597 N.Y.S.2d 337 | N.Y. App. Div. | 1993

—Determination of respondent New York City Taxi & Limousine Commission dated April 22, 1992, which revoked petitioner’s taxicab driver’s license, unanimously confirmed, the petition denied and the proceeding brought pursuant to CPLR article 78 (transferred to this Court by order of Supreme Court, New York County [Ira Gammerman, J.], entered June 8, 1992) is dismissed, without costs.

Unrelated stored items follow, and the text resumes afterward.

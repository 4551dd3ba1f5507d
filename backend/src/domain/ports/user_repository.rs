//! Port abstraction for user persistence adapters and their errors.

use crate::domain::{User, UserId};

/// Persistence errors raised by user repository adapters.
#[derive(Debug, Clone, PartialEq, Eq, thiserror::Error)]
pub enum UserPersistenceError {
    /// Repository connection could not be established or was lost.
    #[error("user repository connection failed: {message}")]
    Connection { message: String },

    /// Query or mutation failed during execution.
    #[error("user repository query failed: {message}")]
    Query { message: String },
}

impl UserPersistenceError {
    /// Create a connection error with the given message.
    pub fn connection(message: impl Into<String>) -> Self {
        Self::Connection {
            message: message.into(),
        }
    }

    /// Create a query error with the given message.
    pub fn query(message: impl Into<String>) -> Self {
        Self::Query {
            message: message.into(),
        }
    }
}

/// Single-table storage of user rows keyed by [`UserId`].
///
/// A missing row is never an error: lookups return `None` and mutations
/// report zero affected rows. Callers use the affected-row count as the
/// existence signal for updates and deletes.
#[cfg_attr(test, mockall::automock)]
pub trait UserRepository: Send + Sync {
    /// Insert a new row and return the identifier storage assigned to it.
    fn insert_user(&self, name: &str, age: i64) -> Result<UserId, UserPersistenceError>;

    /// Fetch a row by identifier.
    fn get_user(&self, user_id: UserId) -> Result<Option<User>, UserPersistenceError>;

    /// Overwrite both mutable fields of a row.
    ///
    /// Returns the number of rows matched, which is 0 or 1.
    fn update_user(
        &self,
        user_id: UserId,
        name: &str,
        age: i64,
    ) -> Result<usize, UserPersistenceError>;

    /// Remove a row.
    ///
    /// Returns the number of rows matched, which is 0 or 1. Deleting a
    /// missing row is a no-op.
    fn delete_user(&self, user_id: UserId) -> Result<usize, UserPersistenceError>;
}

#[cfg(test)]
mod tests {
    use super::*;
    use rstest::rstest;

    #[rstest]
    #[case(
        UserPersistenceError::connection("pool closed"),
        "user repository connection failed: pool closed"
    )]
    #[case(
        UserPersistenceError::query("syntax error"),
        "user repository query failed: syntax error"
    )]
    fn constructors_render_messages(#[case] err: UserPersistenceError, #[case] expected: &str) {
        assert_eq!(err.to_string(), expected);
    }

    #[rstest]
    fn constructors_accept_owned_strings() {
        let err = UserPersistenceError::query(String::from("disk I/O error"));
        assert_eq!(
            err,
            UserPersistenceError::Query {
                message: "disk I/O error".to_owned()
            }
        );
    }
}
//! User data model.

use std::fmt;

use serde::{Deserialize, Serialize};

/// Storage-assigned user identifier.
///
/// Identifiers are handed out by the persistence layer on insert and never
/// change afterwards.
#[derive(Debug, Clone, Copy, PartialEq, Eq, Hash, PartialOrd, Ord, Serialize, Deserialize)]
#[serde(transparent)]
pub struct UserId(i64);

impl UserId {
    /// Wrap a raw primary key value.
    pub const fn new(raw: i64) -> Self {
        Self(raw)
    }

    /// Access the underlying primary key value.
    pub const fn get(self) -> i64 {
        self.0
    }
}

impl fmt::Display for UserId {
    fn fmt(&self, f: &mut fmt::Formatter<'_>) -> fmt::Result {
        write!(f, "{}", self.0)
    }
}

impl From<i64> for UserId {
    fn from(value: i64) -> Self {
        Self(value)
    }
}

impl From<UserId> for i64 {
    fn from(value: UserId) -> Self {
        value.0
    }
}

/// A stored user row.
///
/// ## Invariants
/// - `user_id` was assigned by storage and is unique.
///
/// Serialises as `{"user_id": 1, "name": "Alice", "age": 25}`.
#[derive(Debug, Clone, PartialEq, Eq, Serialize, Deserialize)]
#[serde(deny_unknown_fields)]
pub struct User {
    user_id: UserId,
    name: String,
    age: i64,
}

impl User {
    /// Build a user from its stored components.
    pub fn new(user_id: UserId, name: impl Into<String>, age: i64) -> Self {
        Self {
            user_id,
            name: name.into(),
            age,
        }
    }

    /// Storage-assigned identifier.
    pub fn user_id(&self) -> UserId {
        self.user_id
    }

    /// Name as stored.
    pub fn name(&self) -> &str {
        self.name.as_str()
    }

    /// Age as stored.
    pub fn age(&self) -> i64 {
        self.age
    }
}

Upon review of the record, we find that there was substantial evidence to support the respondent’s determination that petitioner harassed, made sexual comments to and grabbed the breast of a female passenger in his taxicab. We reject petitioner’s argument that Taxicab Drivers rule 109 (35 RCNY 2-61 [a]), which prohibits a driver, while performing his duties and responsibilities, from performing "any willful act of omission or commission which is against the best interests of the public, even though not specifically mentioned in these rules”, is unconstitutionally vague as applied in this case. A vagueness challenge must be addressed to the facts before the court, and where, as here, "the actions of the [accused] are plainly within the ambit of the statute, the court will not strain to imagine marginal situations in which the application of the statute is not so clear” (People v Nelson, 69 NY2d 302, 308). Clearly, " 'a person of ordinary intelligence’ ” (People v Smith, 44 NY2d 613, 618) should understand that it is against the public interest for taxicab drivers to sexually molest and sexually harass passengers. We have considered petitioner’s other arguments and find them to be without merit. Concur— Murphy, P. J., Rosenberger, Ross, Asch and Kassal, JJ.